WORKING DATA —

..........

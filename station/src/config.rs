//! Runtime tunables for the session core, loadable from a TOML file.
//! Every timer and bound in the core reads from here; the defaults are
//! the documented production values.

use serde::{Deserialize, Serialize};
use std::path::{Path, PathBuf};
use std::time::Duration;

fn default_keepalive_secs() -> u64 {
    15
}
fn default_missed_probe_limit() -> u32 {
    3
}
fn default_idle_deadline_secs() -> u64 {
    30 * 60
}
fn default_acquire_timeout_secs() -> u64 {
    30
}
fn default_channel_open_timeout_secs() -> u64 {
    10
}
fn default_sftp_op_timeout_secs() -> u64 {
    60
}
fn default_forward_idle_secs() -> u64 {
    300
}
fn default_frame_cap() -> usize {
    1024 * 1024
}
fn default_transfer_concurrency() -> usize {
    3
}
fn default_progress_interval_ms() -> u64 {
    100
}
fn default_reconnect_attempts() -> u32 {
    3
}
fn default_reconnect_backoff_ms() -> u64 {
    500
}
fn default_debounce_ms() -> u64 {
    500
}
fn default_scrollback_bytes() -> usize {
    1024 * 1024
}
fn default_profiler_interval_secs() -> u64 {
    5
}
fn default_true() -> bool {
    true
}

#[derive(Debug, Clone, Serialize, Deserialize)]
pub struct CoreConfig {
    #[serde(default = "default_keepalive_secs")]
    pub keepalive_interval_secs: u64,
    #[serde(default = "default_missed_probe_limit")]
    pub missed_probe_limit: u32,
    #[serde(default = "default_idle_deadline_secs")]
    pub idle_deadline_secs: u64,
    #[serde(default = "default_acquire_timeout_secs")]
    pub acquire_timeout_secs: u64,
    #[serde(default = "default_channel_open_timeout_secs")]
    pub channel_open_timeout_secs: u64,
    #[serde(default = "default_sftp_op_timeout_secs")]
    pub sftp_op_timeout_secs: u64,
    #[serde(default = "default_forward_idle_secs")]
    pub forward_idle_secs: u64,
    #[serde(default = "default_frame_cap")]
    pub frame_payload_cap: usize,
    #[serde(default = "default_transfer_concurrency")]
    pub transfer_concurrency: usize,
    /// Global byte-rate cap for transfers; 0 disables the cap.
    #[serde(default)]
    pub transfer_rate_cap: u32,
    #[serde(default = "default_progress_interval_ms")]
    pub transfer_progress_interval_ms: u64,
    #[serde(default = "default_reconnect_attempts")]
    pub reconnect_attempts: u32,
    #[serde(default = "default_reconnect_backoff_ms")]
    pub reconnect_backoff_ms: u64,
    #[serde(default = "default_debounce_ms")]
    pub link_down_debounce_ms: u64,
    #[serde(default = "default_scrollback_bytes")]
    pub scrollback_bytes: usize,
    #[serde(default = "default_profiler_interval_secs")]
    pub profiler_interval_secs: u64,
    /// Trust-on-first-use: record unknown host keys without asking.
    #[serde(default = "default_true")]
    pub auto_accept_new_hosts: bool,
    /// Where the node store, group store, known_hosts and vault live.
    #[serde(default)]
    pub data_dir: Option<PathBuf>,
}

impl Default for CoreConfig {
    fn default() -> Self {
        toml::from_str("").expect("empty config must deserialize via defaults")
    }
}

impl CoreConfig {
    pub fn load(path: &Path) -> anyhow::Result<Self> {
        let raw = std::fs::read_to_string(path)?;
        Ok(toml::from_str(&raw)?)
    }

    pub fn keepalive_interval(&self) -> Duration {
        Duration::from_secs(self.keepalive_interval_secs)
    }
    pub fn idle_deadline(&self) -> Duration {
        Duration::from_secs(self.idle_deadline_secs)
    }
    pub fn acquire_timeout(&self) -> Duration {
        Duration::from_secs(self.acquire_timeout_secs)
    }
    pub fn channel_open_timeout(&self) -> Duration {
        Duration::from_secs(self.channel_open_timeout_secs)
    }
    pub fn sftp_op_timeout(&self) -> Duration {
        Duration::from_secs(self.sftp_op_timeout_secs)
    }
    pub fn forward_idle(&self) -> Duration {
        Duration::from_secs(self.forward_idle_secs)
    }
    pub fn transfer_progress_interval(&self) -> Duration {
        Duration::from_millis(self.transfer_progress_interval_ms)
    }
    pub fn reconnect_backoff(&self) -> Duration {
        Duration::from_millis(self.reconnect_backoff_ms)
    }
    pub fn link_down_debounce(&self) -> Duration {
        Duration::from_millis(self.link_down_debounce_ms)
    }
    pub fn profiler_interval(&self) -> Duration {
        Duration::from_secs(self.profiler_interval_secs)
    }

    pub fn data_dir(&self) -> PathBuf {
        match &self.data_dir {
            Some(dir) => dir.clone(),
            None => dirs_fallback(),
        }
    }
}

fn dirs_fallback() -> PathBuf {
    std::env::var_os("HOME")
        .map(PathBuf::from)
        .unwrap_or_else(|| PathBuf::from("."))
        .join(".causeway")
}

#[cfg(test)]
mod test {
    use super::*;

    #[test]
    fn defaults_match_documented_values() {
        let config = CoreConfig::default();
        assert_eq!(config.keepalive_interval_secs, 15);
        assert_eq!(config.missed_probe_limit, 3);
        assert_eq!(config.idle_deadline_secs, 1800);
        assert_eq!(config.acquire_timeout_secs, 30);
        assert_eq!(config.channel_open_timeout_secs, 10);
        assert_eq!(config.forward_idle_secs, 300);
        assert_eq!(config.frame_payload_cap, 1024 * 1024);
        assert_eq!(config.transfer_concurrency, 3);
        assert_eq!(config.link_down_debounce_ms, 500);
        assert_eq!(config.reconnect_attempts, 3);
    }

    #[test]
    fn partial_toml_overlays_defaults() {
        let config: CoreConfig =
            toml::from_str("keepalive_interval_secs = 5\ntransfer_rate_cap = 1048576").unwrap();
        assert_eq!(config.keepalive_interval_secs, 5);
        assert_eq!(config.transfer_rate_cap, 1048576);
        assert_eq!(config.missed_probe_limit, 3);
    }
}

..........

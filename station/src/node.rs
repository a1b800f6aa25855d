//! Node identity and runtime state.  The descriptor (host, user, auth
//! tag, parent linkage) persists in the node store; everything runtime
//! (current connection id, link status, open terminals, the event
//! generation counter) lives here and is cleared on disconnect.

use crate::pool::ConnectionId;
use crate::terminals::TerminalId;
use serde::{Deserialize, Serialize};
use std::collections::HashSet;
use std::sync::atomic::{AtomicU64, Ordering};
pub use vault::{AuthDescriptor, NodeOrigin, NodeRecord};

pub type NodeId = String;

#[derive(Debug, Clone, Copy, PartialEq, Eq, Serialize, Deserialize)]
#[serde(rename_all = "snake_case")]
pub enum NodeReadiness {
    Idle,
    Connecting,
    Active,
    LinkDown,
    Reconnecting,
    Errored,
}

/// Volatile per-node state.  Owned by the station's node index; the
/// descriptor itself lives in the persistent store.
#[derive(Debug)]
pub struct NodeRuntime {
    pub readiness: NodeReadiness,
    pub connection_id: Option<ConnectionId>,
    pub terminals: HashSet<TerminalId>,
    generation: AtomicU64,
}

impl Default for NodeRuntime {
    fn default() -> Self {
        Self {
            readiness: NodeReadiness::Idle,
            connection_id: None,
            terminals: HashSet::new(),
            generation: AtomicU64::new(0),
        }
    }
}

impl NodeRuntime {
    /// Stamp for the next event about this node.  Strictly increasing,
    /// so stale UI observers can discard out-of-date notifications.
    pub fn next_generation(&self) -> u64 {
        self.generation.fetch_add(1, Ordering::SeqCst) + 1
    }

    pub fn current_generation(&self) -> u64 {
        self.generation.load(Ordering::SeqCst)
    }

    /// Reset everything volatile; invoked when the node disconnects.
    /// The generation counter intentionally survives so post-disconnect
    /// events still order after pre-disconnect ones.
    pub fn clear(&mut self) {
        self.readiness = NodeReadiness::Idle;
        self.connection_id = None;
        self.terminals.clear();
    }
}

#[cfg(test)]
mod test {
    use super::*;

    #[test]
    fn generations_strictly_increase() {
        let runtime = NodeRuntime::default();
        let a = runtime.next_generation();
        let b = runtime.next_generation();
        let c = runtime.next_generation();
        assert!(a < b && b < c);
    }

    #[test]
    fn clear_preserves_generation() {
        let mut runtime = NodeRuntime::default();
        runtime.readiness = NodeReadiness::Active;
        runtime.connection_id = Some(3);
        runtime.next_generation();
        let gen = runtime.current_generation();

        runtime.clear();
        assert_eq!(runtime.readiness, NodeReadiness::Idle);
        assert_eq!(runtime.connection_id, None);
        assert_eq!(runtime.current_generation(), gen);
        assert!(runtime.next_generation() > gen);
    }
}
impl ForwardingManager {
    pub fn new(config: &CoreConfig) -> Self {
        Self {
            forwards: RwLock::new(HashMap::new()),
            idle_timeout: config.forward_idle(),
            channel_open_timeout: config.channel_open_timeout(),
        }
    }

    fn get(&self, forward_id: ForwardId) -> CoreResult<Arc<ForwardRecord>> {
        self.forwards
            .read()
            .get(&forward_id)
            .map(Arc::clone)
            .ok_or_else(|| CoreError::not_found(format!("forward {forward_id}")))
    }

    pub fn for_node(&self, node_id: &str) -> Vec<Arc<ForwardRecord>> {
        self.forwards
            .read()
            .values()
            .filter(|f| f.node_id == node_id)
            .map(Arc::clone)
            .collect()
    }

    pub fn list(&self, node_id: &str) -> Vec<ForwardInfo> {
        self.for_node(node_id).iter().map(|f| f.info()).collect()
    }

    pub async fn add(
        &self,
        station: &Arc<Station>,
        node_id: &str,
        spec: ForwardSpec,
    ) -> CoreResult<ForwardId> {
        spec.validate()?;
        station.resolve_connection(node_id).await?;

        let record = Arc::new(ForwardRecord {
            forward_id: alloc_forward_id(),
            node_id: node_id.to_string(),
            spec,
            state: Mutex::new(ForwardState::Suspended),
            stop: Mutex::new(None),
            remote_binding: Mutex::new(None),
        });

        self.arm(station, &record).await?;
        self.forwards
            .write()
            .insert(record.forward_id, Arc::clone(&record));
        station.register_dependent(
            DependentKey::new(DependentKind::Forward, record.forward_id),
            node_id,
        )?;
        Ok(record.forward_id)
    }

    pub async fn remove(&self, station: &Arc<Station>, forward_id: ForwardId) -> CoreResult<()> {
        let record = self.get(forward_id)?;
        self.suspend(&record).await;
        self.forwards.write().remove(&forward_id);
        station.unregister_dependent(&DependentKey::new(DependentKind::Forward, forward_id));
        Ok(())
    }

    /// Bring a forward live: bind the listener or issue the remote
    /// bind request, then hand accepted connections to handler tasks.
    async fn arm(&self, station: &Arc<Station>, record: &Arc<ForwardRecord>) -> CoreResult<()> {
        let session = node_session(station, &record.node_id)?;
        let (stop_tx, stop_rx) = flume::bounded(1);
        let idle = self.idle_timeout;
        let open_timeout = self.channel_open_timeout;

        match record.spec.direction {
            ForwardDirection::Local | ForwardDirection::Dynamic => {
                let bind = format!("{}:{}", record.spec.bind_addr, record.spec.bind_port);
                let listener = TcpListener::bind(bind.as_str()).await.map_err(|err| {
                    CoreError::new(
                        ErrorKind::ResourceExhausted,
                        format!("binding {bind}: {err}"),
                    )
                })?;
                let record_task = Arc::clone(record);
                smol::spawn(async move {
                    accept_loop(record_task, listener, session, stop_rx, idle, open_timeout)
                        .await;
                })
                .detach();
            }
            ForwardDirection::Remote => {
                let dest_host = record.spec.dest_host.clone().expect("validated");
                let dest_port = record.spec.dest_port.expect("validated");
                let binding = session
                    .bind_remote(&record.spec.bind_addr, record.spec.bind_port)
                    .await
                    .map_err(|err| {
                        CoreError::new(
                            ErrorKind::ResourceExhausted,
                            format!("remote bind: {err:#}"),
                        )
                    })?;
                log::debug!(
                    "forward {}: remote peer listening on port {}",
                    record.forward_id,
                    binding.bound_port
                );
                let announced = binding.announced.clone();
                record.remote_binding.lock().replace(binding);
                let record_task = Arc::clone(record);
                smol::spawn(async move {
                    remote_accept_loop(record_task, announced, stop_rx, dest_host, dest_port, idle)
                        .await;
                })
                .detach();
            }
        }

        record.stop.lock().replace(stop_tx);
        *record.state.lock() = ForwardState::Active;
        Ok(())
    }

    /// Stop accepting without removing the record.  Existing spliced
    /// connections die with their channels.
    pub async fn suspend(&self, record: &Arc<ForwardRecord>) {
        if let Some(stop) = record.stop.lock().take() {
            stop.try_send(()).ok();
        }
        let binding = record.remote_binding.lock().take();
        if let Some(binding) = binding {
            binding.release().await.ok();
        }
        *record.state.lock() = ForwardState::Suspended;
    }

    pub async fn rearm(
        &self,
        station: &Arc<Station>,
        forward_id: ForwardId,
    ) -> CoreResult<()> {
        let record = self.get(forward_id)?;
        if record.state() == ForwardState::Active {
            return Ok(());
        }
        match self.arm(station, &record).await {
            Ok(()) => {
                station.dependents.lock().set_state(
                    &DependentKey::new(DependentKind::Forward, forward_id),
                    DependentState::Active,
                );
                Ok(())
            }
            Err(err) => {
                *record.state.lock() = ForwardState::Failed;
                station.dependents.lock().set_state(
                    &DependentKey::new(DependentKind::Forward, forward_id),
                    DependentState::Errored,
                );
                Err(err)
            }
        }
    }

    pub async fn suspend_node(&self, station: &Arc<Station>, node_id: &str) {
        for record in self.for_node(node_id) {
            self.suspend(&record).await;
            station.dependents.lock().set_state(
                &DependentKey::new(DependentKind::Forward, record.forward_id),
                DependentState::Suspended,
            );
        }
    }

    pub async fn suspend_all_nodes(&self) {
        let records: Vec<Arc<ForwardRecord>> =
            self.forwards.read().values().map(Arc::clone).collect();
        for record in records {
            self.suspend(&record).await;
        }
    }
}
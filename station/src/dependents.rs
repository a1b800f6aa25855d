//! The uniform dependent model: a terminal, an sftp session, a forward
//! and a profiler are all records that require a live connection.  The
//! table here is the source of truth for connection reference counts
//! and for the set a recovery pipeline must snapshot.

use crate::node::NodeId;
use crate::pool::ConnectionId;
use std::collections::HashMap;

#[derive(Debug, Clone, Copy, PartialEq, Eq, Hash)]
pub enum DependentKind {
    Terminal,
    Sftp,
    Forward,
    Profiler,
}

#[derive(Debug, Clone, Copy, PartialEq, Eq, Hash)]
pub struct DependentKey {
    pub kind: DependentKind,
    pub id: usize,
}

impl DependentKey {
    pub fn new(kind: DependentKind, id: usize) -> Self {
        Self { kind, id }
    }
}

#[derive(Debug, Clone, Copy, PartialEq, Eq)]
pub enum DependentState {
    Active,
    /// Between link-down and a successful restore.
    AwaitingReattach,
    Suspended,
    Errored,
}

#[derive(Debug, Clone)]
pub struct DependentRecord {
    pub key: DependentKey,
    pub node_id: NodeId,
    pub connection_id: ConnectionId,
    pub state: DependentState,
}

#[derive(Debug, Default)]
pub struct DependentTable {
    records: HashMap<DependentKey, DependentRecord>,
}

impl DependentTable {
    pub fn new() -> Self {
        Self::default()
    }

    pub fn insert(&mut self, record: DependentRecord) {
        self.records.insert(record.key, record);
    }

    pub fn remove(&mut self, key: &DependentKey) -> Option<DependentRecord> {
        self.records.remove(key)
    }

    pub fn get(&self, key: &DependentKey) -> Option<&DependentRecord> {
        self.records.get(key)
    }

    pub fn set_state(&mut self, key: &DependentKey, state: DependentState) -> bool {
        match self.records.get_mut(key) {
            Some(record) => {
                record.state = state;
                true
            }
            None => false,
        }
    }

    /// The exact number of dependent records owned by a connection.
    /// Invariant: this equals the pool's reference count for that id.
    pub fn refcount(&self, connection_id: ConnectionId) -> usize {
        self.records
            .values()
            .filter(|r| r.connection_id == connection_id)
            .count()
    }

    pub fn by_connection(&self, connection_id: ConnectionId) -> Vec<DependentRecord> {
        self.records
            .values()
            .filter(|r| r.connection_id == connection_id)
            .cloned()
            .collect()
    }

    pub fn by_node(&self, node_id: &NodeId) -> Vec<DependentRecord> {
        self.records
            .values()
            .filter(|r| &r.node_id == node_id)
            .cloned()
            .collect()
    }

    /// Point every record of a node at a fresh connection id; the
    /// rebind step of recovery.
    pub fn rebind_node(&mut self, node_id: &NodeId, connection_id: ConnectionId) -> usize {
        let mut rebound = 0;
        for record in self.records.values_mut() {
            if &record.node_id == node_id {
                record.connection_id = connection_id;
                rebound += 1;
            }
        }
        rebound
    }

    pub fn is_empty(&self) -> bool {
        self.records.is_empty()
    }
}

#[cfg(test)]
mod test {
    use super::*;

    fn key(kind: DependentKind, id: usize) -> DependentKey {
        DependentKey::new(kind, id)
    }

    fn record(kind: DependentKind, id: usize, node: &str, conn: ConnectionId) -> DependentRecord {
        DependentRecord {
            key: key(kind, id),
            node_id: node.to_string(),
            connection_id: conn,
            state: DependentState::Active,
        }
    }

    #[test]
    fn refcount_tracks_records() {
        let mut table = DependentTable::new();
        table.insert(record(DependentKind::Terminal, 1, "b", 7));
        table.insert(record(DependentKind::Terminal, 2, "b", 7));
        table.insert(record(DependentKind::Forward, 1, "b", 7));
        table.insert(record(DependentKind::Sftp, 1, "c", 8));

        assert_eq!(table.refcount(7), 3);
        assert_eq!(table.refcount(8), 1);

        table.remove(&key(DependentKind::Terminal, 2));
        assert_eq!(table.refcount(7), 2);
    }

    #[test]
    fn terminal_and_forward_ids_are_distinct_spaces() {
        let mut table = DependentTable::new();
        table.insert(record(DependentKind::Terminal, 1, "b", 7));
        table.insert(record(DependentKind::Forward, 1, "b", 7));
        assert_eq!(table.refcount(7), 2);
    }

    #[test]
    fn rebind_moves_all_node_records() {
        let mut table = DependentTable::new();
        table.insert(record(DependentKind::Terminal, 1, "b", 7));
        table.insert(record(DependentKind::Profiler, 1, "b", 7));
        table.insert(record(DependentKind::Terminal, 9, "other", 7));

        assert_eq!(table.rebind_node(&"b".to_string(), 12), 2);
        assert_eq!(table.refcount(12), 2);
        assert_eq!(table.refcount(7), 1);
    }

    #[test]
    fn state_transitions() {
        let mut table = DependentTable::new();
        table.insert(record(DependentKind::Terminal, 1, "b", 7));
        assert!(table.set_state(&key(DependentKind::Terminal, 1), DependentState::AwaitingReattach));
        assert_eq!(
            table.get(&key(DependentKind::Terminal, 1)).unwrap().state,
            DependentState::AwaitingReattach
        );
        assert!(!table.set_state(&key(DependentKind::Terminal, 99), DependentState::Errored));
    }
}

..........

WHAT YOU NEED TO DO —
Write out, from the lines above, only those from the line with "node index; the" to the line with "pub fn next_generation(&self)", exactly as given, including the first and the last.

FINISHED TASK —
/// Volatile per-node state.  Owned by the station's node index; the
/// descriptor itself lives in the persistent store.
#[derive(Debug)]
pub struct NodeRuntime {
    pub readiness: NodeReadiness,
    pub connection_id: Option<ConnectionId>,
    pub terminals: HashSet<TerminalId>,
    generation: AtomicU64,
}

impl Default for NodeRuntime {
    fn default() -> Self {
        Self {
            readiness: NodeReadiness::Idle,
            connection_id: None,
            terminals: HashSet::new(),
            generation: AtomicU64::new(0),
        }
    }
}

impl NodeRuntime {
    /// Stamp for the next event about this node.  Strictly increasing,
    /// so stale UI observers can discard out-of-date notifications.
    pub fn next_generation(&self) -> u64 {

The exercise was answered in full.